#### Stored data entries:
=== Section Start ===
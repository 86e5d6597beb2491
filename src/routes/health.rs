//! Health check endpoints

use axum::Json;
use serde::Serialize;

#[derive(Serialize)]
pub struct HealthResponse {
    pub status: &'static str,
    pub version: &'static str,
    pub service: &'static str,
}

pub async fn health_check() -> Json<HealthResponse> {
    Json(HealthResponse {
        status: "healthy",
        version: env!("CARGO_PKG_VERSION"),
        service: "folio-reader",
    })
}
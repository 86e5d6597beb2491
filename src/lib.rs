//! Folio reader
//!
//! Column-flow pagination engine for long-form text, with a small library
//! server around it: book records, bookmarks, and a document export proxy.

pub mod bookmarks;
pub mod config;
pub mod db;
pub mod error;
pub mod fetch;
pub mod library;
pub mod reader;
pub mod routes;
pub mod state;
=== Section End ===
#### Problem:
Give an exact copy of all the data shown above.

#### Response to this task:
repository 86e5d6597beb2491
filename src/routes/health.rs
//! Health check endpoints

use axum::Json;
use serde::Serialize;

#[derive(Serialize)]
pub struct HealthResponse {
    pub status: &'static str,
    pub version: &'static str,
    pub service: &'static str,
}

pub async fn health_check() -> Json<HealthResponse> {
    Json(HealthResponse {
        status: "healthy",
        version: env!("CARGO_PKG_VERSION"),
        service: "folio-reader",
    })
}
repository 86e5d6597beb2491
filename src/lib.rs
//! Folio reader
//!
//! Column-flow pagination engine for long-form text, with a small library
//! server around it: book records, bookmarks, and a document export proxy.

pub mod bookmarks;
pub mod config;
pub mod db;
pub mod error;
pub mod fetch;
pub mod library;
pub mod reader;
pub mod routes;
pub mod state;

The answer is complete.